→ **Exercise**: Nothing in the entries may be dropped: restate them word for word.

→ **Excerpts from a dataset**:
▬▬▬▬▬▬

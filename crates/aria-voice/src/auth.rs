//! **Auth seam** — bearer token to user identity, checked before accept.

use crate::error::{VoiceError, VoiceResult};
use async_trait::async_trait;
use std::collections::HashMap;

/// Resolves a bearer token presented at session accept. An `Err` refuses the
/// session with a protocol-appropriate "forbidden" before accept completes.
#[async_trait]
pub trait AuthService: Send + Sync {
    async fn decode(&self, token: &str) -> VoiceResult<i64>;
}

/// Fixed token table for tests and local demos.
#[derive(Debug, Default)]
pub struct StaticAuth {
    tokens: HashMap<String, i64>,
}

impl StaticAuth {
    pub fn new() -> Self {
        Self::default()
    }

    pub fn with_token(mut self, token: impl Into<String>, user_id: i64) -> Self {
        self.tokens.insert(token.into(), user_id);
        self
    }
}

#[async_trait]
impl AuthService for StaticAuth {
    async fn decode(&self, token: &str) -> VoiceResult<i64> {
        self.tokens
            .get(token)
            .copied()
            .ok_or_else(|| VoiceError::Auth("invalid or missing token".to_string()))
    }
}

#[cfg(test)]
mod tests {
    use super::*;

    #[tokio::test]
    async fn known_token_resolves() {
        let auth = StaticAuth::new().with_token("abc", 42);
        assert_eq!(auth.decode("abc").await.unwrap(), 42);
    }

    #[tokio::test]
    async fn unknown_token_is_refused() {
        let auth = StaticAuth::new();
        assert!(matches!(
            auth.decode("nope").await.unwrap_err(),
            VoiceError::Auth(_)
        ));
    }
}
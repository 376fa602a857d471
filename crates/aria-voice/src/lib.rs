//! # Aria Voice - Real-Time Voice-Agent Mediation Core
//!
//! This crate bridges a telephone-grade audio transport with a cognition
//! pipeline (STT → LLM → TTS) to produce a turn-taking conversational agent.
//! Each call runs three concurrent tasks over private session state.
//!
//! ## Architecture
//!
//! ```text
//! ┌───────────────────────────────────────────────────────────────┐
//! │                          Session                              │
//! │  ┌───────────┐   ┌────────────┐   ┌─────────────┐            │
//! │  │  Ingest   │ → │ VAD Engine │ → │ Turn Engine │            │
//! │  │ (decode)  │   │ (energy /  │   │ (hysteresis │            │
//! │  │           │   │  model)    │   │  counters)  │            │
//! │  └───────────┘   └────────────┘   └──────┬──────┘            │
//! │        ↑                                 ↓                    │
//! │  ┌───────────┐   ┌────────────┐   ┌─────────────┐            │
//! │  │ Transport │ ← │   Egress   │ ← │  Cognition  │ → STT/LLM/ │
//! │  │  (JSON)   │   │ (20ms pace)│   │ (dispatch)  │    TTS     │
//! │  └───────────┘   └────────────┘   └─────────────┘            │
//! │                        ↑  barge-in: cancel + drain + clear    │
//! └───────────────────────────────────────────────────────────────┘
//! ```

pub mod auth;
pub mod codec;
pub mod cognition;
mod egress;
pub mod error;
mod ingest;
pub mod llm;
pub mod queue;
pub mod sentiment;
pub mod session;
pub mod store;
pub mod stt;
pub mod transport;
pub mod tts;
pub mod turn;
pub mod vad;

pub use auth::{AuthService, StaticAuth};
pub use cognition::{Cognition, CognitionJob};
pub use error::{VoiceError, VoiceResult};
pub use llm::{ChatMessage, LlmService, OpenAiLlm, PlaceholderLlm, SYSTEM_PROMPT};
pub use queue::OutboundQueue;
pub use session::{run_session, SessionConfig, WireProfile};
pub use store::{ConversationStore, MemoryStore};
pub use stt::{OpenAiStt, PlaceholderStt, SttService};
pub use transport::{
    ChannelTransport, MediaPayload, PeerEvent, ServerEvent, TranscriptRole, Transport,
};
pub use tts::{OpenAiTts, PlaceholderTts, TtsService};
pub use turn::{Transition, TurnConfig, TurnEngine, TurnState};
pub use vad::{build_vad, EnergyVad, ModelVad, VadBackend, VadConfig, VadEngine};
//! **Outbound frame queue** — bounded, ordered, with a cancel-and-drain path.
//!
//! The cognition task pushes (blocking when full, which throttles a runaway
//! TTS producer), the egress task pops, and the ingest task drains on
//! barge-in. Pushes re-check the producer's cancellation flag under the queue
//! lock, so a frame can never slip in after a drain observed the flag.

use std::collections::VecDeque;
use std::sync::atomic::{AtomicBool, AtomicU64, Ordering};
use std::sync::Mutex;
use tokio::sync::Notify;

struct Inner {
    frames: VecDeque<Vec<u8>>,
    closed: bool,
}

pub struct OutboundQueue {
    inner: Mutex<Inner>,
    capacity: usize,
    /// Bumped on every drain; a popped frame whose epoch is stale belongs to
    /// an interrupted reply and must not reach the wire.
    epoch: AtomicU64,
    /// Signalled when space frees up (pop or drain).
    space: Notify,
    /// Signalled when a frame arrives or the queue closes.
    items: Notify,
    /// Signalled whenever the queue becomes empty.
    drained: Notify,
}

impl OutboundQueue {
    pub fn new(capacity: usize) -> Self {
        Self {
            inner: Mutex::new(Inner {
                frames: VecDeque::new(),
                closed: false,
            }),
            capacity: capacity.max(1),
            epoch: AtomicU64::new(0),
            space: Notify::new(),
            items: Notify::new(),
            drained: Notify::new(),
        }
    }

    /// Enqueue one frame, waiting while the queue is full. Returns `false`
    /// without enqueuing when the producer has been cancelled or the queue is
    /// closed; the cancellation check happens under the queue lock.
    pub async fn push(&self, frame: Vec<u8>, cancelled: &AtomicBool) -> bool {
        loop {
            {
                let mut inner = self.inner.lock().unwrap();
                if inner.closed || cancelled.load(Ordering::SeqCst) {
                    return false;
                }
                if inner.frames.len() < self.capacity {
                    inner.frames.push_back(frame);
                    self.items.notify_one();
                    return true;
                }
            }
            self.space.notified().await;
        }
    }

    /// Dequeue the next frame and the epoch it was observed under, waiting
    /// while empty. `None` when closed and drained.
    pub async fn pop(&self) -> Option<(Vec<u8>, u64)> {
        loop {
            {
                let mut inner = self.inner.lock().unwrap();
                if let Some(frame) = inner.frames.pop_front() {
                    self.space.notify_one();
                    if inner.frames.is_empty() {
                        self.drained.notify_one();
                    }
                    return Some((frame, self.epoch.load(Ordering::SeqCst)));
                }
                if inner.closed {
                    return None;
                }
            }
            self.items.notified().await;
        }
    }

    /// Current drain epoch. A consumer compares this against the epoch a frame
    /// was popped under right before writing it out.
    pub fn epoch(&self) -> u64 {
        self.epoch.load(Ordering::SeqCst)
    }

    /// Discard everything synchronously (barge-in). Set the producer's
    /// cancellation flag before calling so late pushes are rejected.
    pub fn drain(&self) {
        let mut inner = self.inner.lock().unwrap();
        inner.frames.clear();
        self.epoch.fetch_add(1, Ordering::SeqCst);
        self.space.notify_one();
        self.drained.notify_one();
    }

    /// Close on session shutdown: releases buffered audio and wakes the
    /// consumer and any blocked producer so both terminate promptly.
    pub fn close(&self) {
        let mut inner = self.inner.lock().unwrap();
        inner.closed = true;
        inner.frames.clear();
        self.items.notify_one();
        self.space.notify_one();
        self.drained.notify_one();
    }

    /// Wait until the queue is empty (or closed). Used by the dispatcher to
    /// hold SPEAKING until the last paced frame left.
    pub async fn wait_drained(&self) {
        loop {
            {
                let inner = self.inner.lock().unwrap();
                if inner.frames.is_empty() || inner.closed {
                    return;
                }
            }
            self.drained.notified().await;
        }
    }

    pub fn len(&self) -> usize {
        self.inner.lock().unwrap().frames.len()
    }

    pub fn is_empty(&self) -> bool {
        self.len() == 0
    }
}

▬▬▬▬▬▬

→ **Exercise result**:
filename crates/aria-voice/src/auth.rs
//! **Auth seam** — bearer token to user identity, checked before accept.

use crate::error::{VoiceError, VoiceResult};
use async_trait::async_trait;
use std::collections::HashMap;

/// Resolves a bearer token presented at session accept. An `Err` refuses the
/// session with a protocol-appropriate "forbidden" before accept completes.
#[async_trait]
pub trait AuthService: Send + Sync {
    async fn decode(&self, token: &str) -> VoiceResult<i64>;
}

/// Fixed token table for tests and local demos.
#[derive(Debug, Default)]
pub struct StaticAuth {
    tokens: HashMap<String, i64>,
}

impl StaticAuth {
    pub fn new() -> Self {
        Self::default()
    }

    pub fn with_token(mut self, token: impl Into<String>, user_id: i64) -> Self {
        self.tokens.insert(token.into(), user_id);
        self
    }
}

#[async_trait]
impl AuthService for StaticAuth {
    async fn decode(&self, token: &str) -> VoiceResult<i64> {
        self.tokens
            .get(token)
            .copied()
            .ok_or_else(|| VoiceError::Auth("invalid or missing token".to_string()))
    }
}

#[cfg(test)]
mod tests {
    use super::*;

    #[tokio::test]
    async fn known_token_resolves() {
        let auth = StaticAuth::new().with_token("abc", 42);
        assert_eq!(auth.decode("abc").await.unwrap(), 42);
    }

    #[tokio::test]
    async fn unknown_token_is_refused() {
        let auth = StaticAuth::new();
        assert!(matches!(
            auth.decode("nope").await.unwrap_err(),
            VoiceError::Auth(_)
        ));
    }
}
repository 376fa602a857d471
filename crates/aria-voice/src/lib.rs
//! # Aria Voice - Real-Time Voice-Agent Mediation Core
//!
//! This crate bridges a telephone-grade audio transport with a cognition
//! pipeline (STT → LLM → TTS) to produce a turn-taking conversational agent.
//! Each call runs three concurrent tasks over private session state.
//!
//! ## Architecture
//!
//! ```text
//! ┌───────────────────────────────────────────────────────────────┐
//! │                          Session                              │
//! │  ┌───────────┐   ┌────────────┐   ┌─────────────┐            │
//! │  │  Ingest   │ → │ VAD Engine │ → │ Turn Engine │            │
//! │  │ (decode)  │   │ (energy /  │   │ (hysteresis │            │
//! │  │           │   │  model)    │   │  counters)  │            │
//! │  └───────────┘   └────────────┘   └──────┬──────┘            │
//! │        ↑                                 ↓                    │
//! │  ┌───────────┐   ┌────────────┐   ┌─────────────┐            │
//! │  │ Transport │ ← │   Egress   │ ← │  Cognition  │ → STT/LLM/ │
//! │  │  (JSON)   │   │ (20ms pace)│   │ (dispatch)  │    TTS     │
//! │  └───────────┘   └────────────┘   └─────────────┘            │
//! │                        ↑  barge-in: cancel + drain + clear    │
//! └───────────────────────────────────────────────────────────────┘
//! ```

pub mod auth;
pub mod codec;
pub mod cognition;
mod egress;
pub mod error;
mod ingest;
pub mod llm;
pub mod queue;
pub mod sentiment;
pub mod session;
pub mod store;
pub mod stt;
pub mod transport;
pub mod tts;
pub mod turn;
pub mod vad;

pub use auth::{AuthService, StaticAuth};
pub use cognition::{Cognition, CognitionJob};
pub use error::{VoiceError, VoiceResult};
pub use llm::{ChatMessage, LlmService, OpenAiLlm, PlaceholderLlm, SYSTEM_PROMPT};
pub use queue::OutboundQueue;
pub use session::{run_session, SessionConfig, WireProfile};
pub use store::{ConversationStore, MemoryStore};
pub use stt::{OpenAiStt, PlaceholderStt, SttService};
pub use transport::{
    ChannelTransport, MediaPayload, PeerEvent, ServerEvent, TranscriptRole, Transport,
};
pub use tts::{OpenAiTts, PlaceholderTts, TtsService};
pub use turn::{Transition, TurnConfig, TurnEngine, TurnState};
pub use vad::{build_vad, EnergyVad, ModelVad, VadBackend, VadConfig, VadEngine};
//! **Outbound frame queue** — bounded, ordered, with a cancel-and-drain path.
//!
//! The cognition task pushes (blocking when full, which throttles a runaway
//! TTS producer), the egress task pops, and the ingest task drains on
//! barge-in. Pushes re-check the producer's cancellation flag under the queue
//! lock, so a frame can never slip in after a drain observed the flag.

use std::collections::VecDeque;
use std::sync::atomic::{AtomicBool, AtomicU64, Ordering};
use std::sync::Mutex;
use tokio::sync::Notify;

struct Inner {
    frames: VecDeque<Vec<u8>>,
    closed: bool,
}

pub struct OutboundQueue {
    inner: Mutex<Inner>,
    capacity: usize,
    /// Bumped on every drain; a popped frame whose epoch is stale belongs to
    /// an interrupted reply and must not reach the wire.
    epoch: AtomicU64,
    /// Signalled when space frees up (pop or drain).
    space: Notify,
    /// Signalled when a frame arrives or the queue closes.
    items: Notify,
    /// Signalled whenever the queue becomes empty.
    drained: Notify,
}

impl OutboundQueue {
    pub fn new(capacity: usize) -> Self {
        Self {
            inner: Mutex::new(Inner {
                frames: VecDeque::new(),
                closed: false,
            }),
            capacity: capacity.max(1),
            epoch: AtomicU64::new(0),
            space: Notify::new(),
            items: Notify::new(),
            drained: Notify::new(),
        }
    }

    /// Enqueue one frame, waiting while the queue is full. Returns `false`
    /// without enqueuing when the producer has been cancelled or the queue is
    /// closed; the cancellation check happens under the queue lock.
    pub async fn push(&self, frame: Vec<u8>, cancelled: &AtomicBool) -> bool {
        loop {
            {
                let mut inner = self.inner.lock().unwrap();
                if inner.closed || cancelled.load(Ordering::SeqCst) {
                    return false;
                }
                if inner.frames.len() < self.capacity {
                    inner.frames.push_back(frame);
                    self.items.notify_one();
                    return true;
                }
            }
            self.space.notified().await;
        }
    }

    /// Dequeue the next frame and the epoch it was observed under, waiting
    /// while empty. `None` when closed and drained.
    pub async fn pop(&self) -> Option<(Vec<u8>, u64)> {
        loop {
            {
                let mut inner = self.inner.lock().unwrap();
                if let Some(frame) = inner.frames.pop_front() {
                    self.space.notify_one();
                    if inner.frames.is_empty() {
                        self.drained.notify_one();
                    }
                    return Some((frame, self.epoch.load(Ordering::SeqCst)));
                }
                if inner.closed {
                    return None;
                }
            }
            self.items.notified().await;
        }
    }

    /// Current drain epoch. A consumer compares this against the epoch a frame
    /// was popped under right before writing it out.
    pub fn epoch(&self) -> u64 {
        self.epoch.load(Ordering::SeqCst)
    }

    /// Discard everything synchronously (barge-in). Set the producer's
    /// cancellation flag before calling so late pushes are rejected.
    pub fn drain(&self) {
        let mut inner = self.inner.lock().unwrap();
        inner.frames.clear();
        self.epoch.fetch_add(1, Ordering::SeqCst);
        self.space.notify_one();
        self.drained.notify_one();
    }

    /// Close on session shutdown: releases buffered audio and wakes the
    /// consumer and any blocked producer so both terminate promptly.
    pub fn close(&self) {
        let mut inner = self.inner.lock().unwrap();
        inner.closed = true;
        inner.frames.clear();
        self.items.notify_one();
        self.space.notify_one();
        self.drained.notify_one();
    }

    /// Wait until the queue is empty (or closed). Used by the dispatcher to
    /// hold SPEAKING until the last paced frame left.
    pub async fn wait_drained(&self) {
        loop {
            {
                let inner = self.inner.lock().unwrap();
                if inner.frames.is_empty() || inner.closed {
                    return;
                }
            }
            self.drained.notified().await;
        }
    }

    pub fn len(&self) -> usize {
        self.inner.lock().unwrap().frames.len()
    }

    pub fn is_empty(&self) -> bool {
        self.len() == 0
    }
}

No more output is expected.